La crédibilité tient à la façon dont le pouvoir est exercé et donc les processus mis en œuvre pour prendre la décision et des bases sur lesquelles sont prise les décisions. C’est notamment la prise en compte des connaissances scientifiques et l’indépendance vis-à-vis d’intérêts particuliers et de lobbies, particulièrement nécessaire dans le domaine de la santé et de l’environnement. La posture climato-négationniste de Donald Trump a été dénoncée par le candidat à la primaire démocrate de 2016, Bernie Sanders, sur ce registre « C’est impensable que le leader de la première puissance mondiale ne croit pas à la science ». L’autorité politique doit s’incliner devant l’autorité scientifique, à condition que celle-ci soit établie elle-même de façon crédible.
La pertinence des politiques et des mesures qui sont décidées tient à la cohérence entre les objectifs affichés et les moyens mis en œuvre. Le développement durable impliquant un élargissement des objectifs et de considérer l’ensemble des impacts. Rappelons l’article 6 de la Charte de l’environnement qui a valeur constitutionnelle : « Les politiques publiques doivent promouvoir un développement durable. A cet effet, elles concilient la protection et la mise en valeur de l’environnement, le développement économique et le progrès social ».
Enfin l’efficacité tient aux effets réels des politiques menées en comparaison des objectifs affichés. Mesurer cette efficacité implique l’évaluation de l’impact des politiques.

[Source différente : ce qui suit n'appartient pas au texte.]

//! # Navigation Controller
//!
//! Reconciles navigation requests with the location and the editor selection.
//!
//! ```text
//!   request_navigation(m, i) ──┬── same as current ──▶ Reselect(addr)   (editor.select, location untouched)
//!                              ├── differs ─────────▶ Navigate(href)   (location write)
//!                              └── empty module ────▶ Ignore
//!
//!   location write ──▶ address-change notification ──▶ on_address_changed(raw)
//!                                                       ├── set current = addr
//!                                                       └── editor.select(addr)
//! ```
//!
//! Only [`NavigationController::on_address_changed`] assigns the current
//! address. A `Reselect` never touches it, a `Navigate` only schedules the
//! change. Existence of the target module is not checked here.

use log::{debug, info};

use crate::core::address::{self, Address};

/// What to do with a navigation request.
#[derive(Debug, Clone, PartialEq, Eq)]
pub enum NavigationDecision {
    /// Address unchanged: select directly, leave the location alone.
    Reselect(Address),
    /// Address changed: write this fragment to the location.
    Navigate(String),
    /// Not a valid target.
    Ignore,
}

/// Holds the most recently applied address. `None` means `Unset`.
#[derive(Debug, Default)]
pub struct NavigationController {
    current: Option<Address>,
}

impl NavigationController {
    pub fn new() -> Self {
        Self::default()
    }

    pub fn current(&self) -> Option<&Address> {
        self.current.as_ref()
    }

    /// Entry point for follow-reference, open-module and open-element.
    pub fn request_navigation(
        &self,
        module: &str,
        identifier: Option<&str>,
    ) -> NavigationDecision {
        let requested = Address::new(module, identifier);
        if !requested.is_set() {
            debug!("Ignoring navigation request without a module");
            return NavigationDecision::Ignore;
        }

        if self.current.as_ref() == Some(&requested) {
            info!("Re-selecting {} (address unchanged)", requested);
            NavigationDecision::Reselect(requested)
        } else {
            let href = address::encode(requested.module(), requested.identifier());
            info!("Navigating to {}", href);
            NavigationDecision::Navigate(href)
        }
    }

    /// Entry point for every address-change notification, whatever its origin.
    /// Returns the address the editor should select, if any.
    pub fn on_address_changed(&mut self, raw: &str) -> Option<Address> {
        let decoded = address::decode(raw);
        if !decoded.is_set() {
            debug!("Address change to {:?} selects nothing", raw);
            return None;
        }
        self.current = Some(decoded.clone());
        Some(decoded)
    }
}

#[cfg(test)]
mod tests {
    use super::*;

    fn at(module: &str, ident: Option<&str>) -> NavigationController {
        let mut nav = NavigationController::new();
        nav.on_address_changed(&address::encode(module, ident));
        nav
    }

    #[test]
    fn test_starts_unset() {
        assert!(NavigationController::new().current().is_none());
    }

    #[test]
    fn test_unset_always_navigates() {
        let nav = NavigationController::new();
        assert_eq!(
            nav.request_navigation("alpha", None),
            NavigationDecision::Navigate("#alpha".to_string())
        );
    }

    #[test]
    fn test_same_address_reselects() {
        let nav = at("beta", Some("x"));
        assert_eq!(
            nav.request_navigation("beta", Some("x")),
            NavigationDecision::Reselect(Address::new("beta", Some("x")))
        );
    }

    #[test]
    fn test_empty_identifier_matches_absent() {
        let nav = at("beta", None);
        assert!(matches!(
            nav.request_navigation("beta", Some("")),
            NavigationDecision::Reselect(_)
        ));
    }

    #[test]
    fn test_different_identifier_navigates() {
        let nav = at("beta", Some("x"));
        assert_eq!(
            nav.request_navigation("beta", Some("y")),
            NavigationDecision::Navigate("#beta:y".to_string())
        );
    }

    #[test]
    fn test_request_does_not_change_current() {
        let nav = at("alpha", None);
        let _ = nav.request_navigation("beta", None);
        assert_eq!(nav.current(), Some(&Address::new("alpha", None)));
    }

    #[test]
    fn test_empty_module_is_ignored() {
        let nav = NavigationController::new();
        assert_eq!(nav.request_navigation("", Some("x")), NavigationDecision::Ignore);
    }

    #[test]
    fn test_address_change_sets_current() {
        let mut nav = NavigationController::new();
        let selected = nav.on_address_changed("#beta:x");
        assert_eq!(selected, Some(Address::new("beta", Some("x"))));
        assert_eq!(nav.current(), Some(&Address::new("beta", Some("x"))));
    }

    #[test]
    fn test_malformed_change_keeps_unset() {
        let mut nav = NavigationController::new();
        assert_eq!(nav.on_address_changed(""), None);
        assert_eq!(nav.on_address_changed("#"), None);
        assert!(nav.current().is_none());
    }

    #[test]
    fn test_malformed_change_keeps_current() {
        let mut nav = at("alpha", None);
        assert_eq!(nav.on_address_changed("#:orphan"), None);
        assert_eq!(nav.current(), Some(&Address::new("alpha", None)));
    }
}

La mise en œuvre de ces principes et objectifs, leur amélioration continue, et donc la restauration de la confiance envers les institutions, relève de l’évaluation des politiques publiques. Mais cette évaluation doit être plurielle : expertes par les scientifiques, administrative par les corps d’inspection, partenariales avec les partenaires sociaux et les corps intermédiaires et citoyenne dans des processus participatifs. C’est la combinaison et la cohérence entre ces processus de rétroaction qui permettra de restaurer la confiance.
Le sens de l’intérêt collectif et des principes éthique doivent progresser dans l’espace public. La confiance dans ceux qui portent cet intérêt collectif doit être restaurée. Confiance dans la classe politique, confiance dans l’administration, confiance dans les scientifiques, confiance dans les experts… Tous ceux qui sont en situation d’autorité et de pouvoir doivent assumer leur part de la responsabilité sociétale. Les mêmes principes éthiques doivent être promus pour chacun d’entre eux. Ce n’est pas un rêve utopique mais une obligation plus efficace que le simple anathème contre le populisme.